• Skip to secondary menu
  • Skip to main content
  • Skip to primary sidebar

Python and R Tips

Learn Data Science with Python and R

  • Home
  • Python
  • Pandas
    • Pandas 101
  • tidyverse
    • tidyverse 101
  • R
  • Linux
  • Conferences
  • Python Books
  • About
    • Privacy Policy
You are here: Home / Python / Pandas DataFrame / groupby / How to Collapse Multiple Columns in Pandas? Groupby with Dictionary

How to Collapse Multiple Columns in Pandas? Groupby with Dictionary

September 15, 2018 by cmdlinetips

Often you may want to collapse two or multiple columns in a Pandas data frame into one column. For example, you may have a data frame with data for each year as columns and you might want to get a new column which summarizes multiple columns.

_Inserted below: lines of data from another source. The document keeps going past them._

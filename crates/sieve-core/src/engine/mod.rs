//! The screening engine: configuration, pipeline tasks, failure accounting,
//! and progress reporting.
//!
//! Tasks are deliberately small and composable; the `workflows` layer wires
//! them into the per-protein pipeline. Nothing in here touches global state,
//! so every task can run against a synthetic workspace in tests.

pub mod config;
pub mod error;
pub mod progress;
pub mod report;
pub mod tasks;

One may need to have flexibility of collapsing columns of interest into one. If you guess, this is kind of “groupby operation” you are right.

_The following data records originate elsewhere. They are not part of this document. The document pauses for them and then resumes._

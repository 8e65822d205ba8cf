use std::collections::HashMap;

use nalgebra::{Point3, Vector3};
use tracing::{info, instrument, warn};

use crate::core::io::pdb::ReferenceAtom;
use crate::core::models::pocket::Pocket;

/// Fills each pocket's centroid with the arithmetic mean of the reference
/// atoms whose residue id is in the pocket's member set.
///
/// The match runs on residue id alone; a structure with repeated numbering
/// across chains contributes every matching atom to the mean. A pocket with
/// zero matches (numbering mismatch between the score stream and the
/// structure) gets the origin and is marked degraded, which the caller
/// surfaces as a warning since an origin-centered docking box is physically
/// meaningless.
#[instrument(skip_all, name = "centroid_task")]
pub fn run(pockets: &mut [Pocket], atoms: &[ReferenceAtom]) {
    let mut by_residue: HashMap<i64, Vec<Point3<f64>>> = HashMap::new();
    for atom in atoms {
        by_residue.entry(atom.residue_id).or_default().push(atom.position);
    }

    let mut degraded = 0usize;
    for pocket in pockets.iter_mut() {
        let mut sum = Vector3::zeros();
        let mut count = 0usize;
        for residue_id in &pocket.residue_ids {
            if let Some(positions) = by_residue.get(residue_id) {
                for position in positions {
                    sum += position.coords;
                    count += 1;
                }
            }
        }

        if count == 0 {
            pocket.centroid = Some(Point3::origin());
            pocket.degraded_centroid = true;
            degraded += 1;
            warn!(
                pocket = %pocket.label(),
                "No reference atoms matched; centroid degraded to origin."
            );
        } else {
            pocket.centroid = Some(Point3::from(sum / count as f64));
        }
    }

    info!(
        num_pockets = pockets.len(),
        degraded, "Centroid computation complete."
    );
}

#[cfg(test)]
mod tests {
    use super::*;

    fn atom(residue_id: i64, x: f64, y: f64, z: f64) -> ReferenceAtom {
        ReferenceAtom {
            residue_id,
            position: Point3::new(x, y, z),
        }
    }

    #[test]
    fn centroid_is_the_mean_over_matched_residues() {
        let atoms = vec![
            atom(10, 0.0, 0.0, 0.0),
            atom(11, 2.0, 4.0, 6.0),
            atom(12, 4.0, 2.0, 3.0),
            atom(99, 100.0, 100.0, 100.0),
        ];
        let mut pockets = vec![Pocket::new(1, vec![10, 11, 12])];
        run(&mut pockets, &atoms);

        assert_eq!(pockets[0].centroid, Some(Point3::new(2.0, 2.0, 3.0)));
        assert!(!pockets[0].degraded_centroid);
    }

    #[test]
    fn unmatched_pocket_degrades_to_the_origin() {
        let atoms = vec![atom(500, 1.0, 1.0, 1.0)];
        let mut pockets = vec![Pocket::new(1, vec![10, 11])];
        run(&mut pockets, &atoms);

        assert_eq!(pockets[0].centroid, Some(Point3::origin()));
        assert!(pockets[0].degraded_centroid);
    }

    #[test]
    fn partially_matched_pocket_averages_what_it_finds() {
        let atoms = vec![atom(10, 3.0, 0.0, 0.0)];
        let mut pockets = vec![Pocket::new(1, vec![10, 11, 12])];
        run(&mut pockets, &atoms);

        assert_eq!(pockets[0].centroid, Some(Point3::new(3.0, 0.0, 0.0)));
        assert!(!pockets[0].degraded_centroid);
    }

    #[test]
    fn duplicate_residue_numbering_contributes_every_match() {
        // Two chains both numbered from 1.
        let atoms = vec![atom(1, 0.0, 0.0, 0.0), atom(1, 2.0, 2.0, 2.0)];
        let mut pockets = vec![Pocket::new(1, vec![1])];
        run(&mut pockets, &atoms);

        assert_eq!(pockets[0].centroid, Some(Point3::new(1.0, 1.0, 1.0)));
    }

    #[test]
    fn each_pocket_is_filled_independently() {
        let atoms = vec![atom(10, 1.0, 0.0, 0.0), atom(20, 5.0, 0.0, 0.0)];
        let mut pockets = vec![
            Pocket::new(1, vec![10]),
            Pocket::new(2, vec![15]),
            Pocket::new(3, vec![20]),
        ];
        run(&mut pockets, &atoms);

        assert!(!pockets[0].degraded_centroid);
        assert!(pockets[1].degraded_centroid);
        assert!(!pockets[2].degraded_centroid);
        assert_eq!(pockets[2].centroid, Some(Point3::new(5.0, 0.0, 0.0)));
    }
}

Let us see an pictorial example of what we aim to do. Here we have a data frame with five columns and four of them are data from first two weeks of Jan and Feb. We want to create a new dataframe with just two columns one for Jan and the other for Feb, i.e combining the weekly data to monthly data.

Collapse columns with Groupby and Dictionary

Let us see a small example of collapsing columns of Pandas dataframe by combining multiple columns into one.

Let us first load NumPy and Pandas.

import numpy as np
import pandas as pd

We will use NumPy’s random module to create random data and use them to create a pandas data frame.

n = 3
Jan_week1 = np.random.randint(100, size=n).tolist()
Jan_week2 = np.random.randint(100, size=n).tolist()
Feb_week1 = np.random.randint(100, size=n).tolist()
Feb_week2 = np.random.randint(100, size=n).tolist()
sample_id = zip(["S"]*n,list(range(1,n+1)))
s_names=[''.join([w[0],str(w[1])]) for w in sample_id] 
s_names

Now we have all the columns we needed as lists. Let us convert multiple lists into a single data frame, first by creating a dictionary for each list with a name.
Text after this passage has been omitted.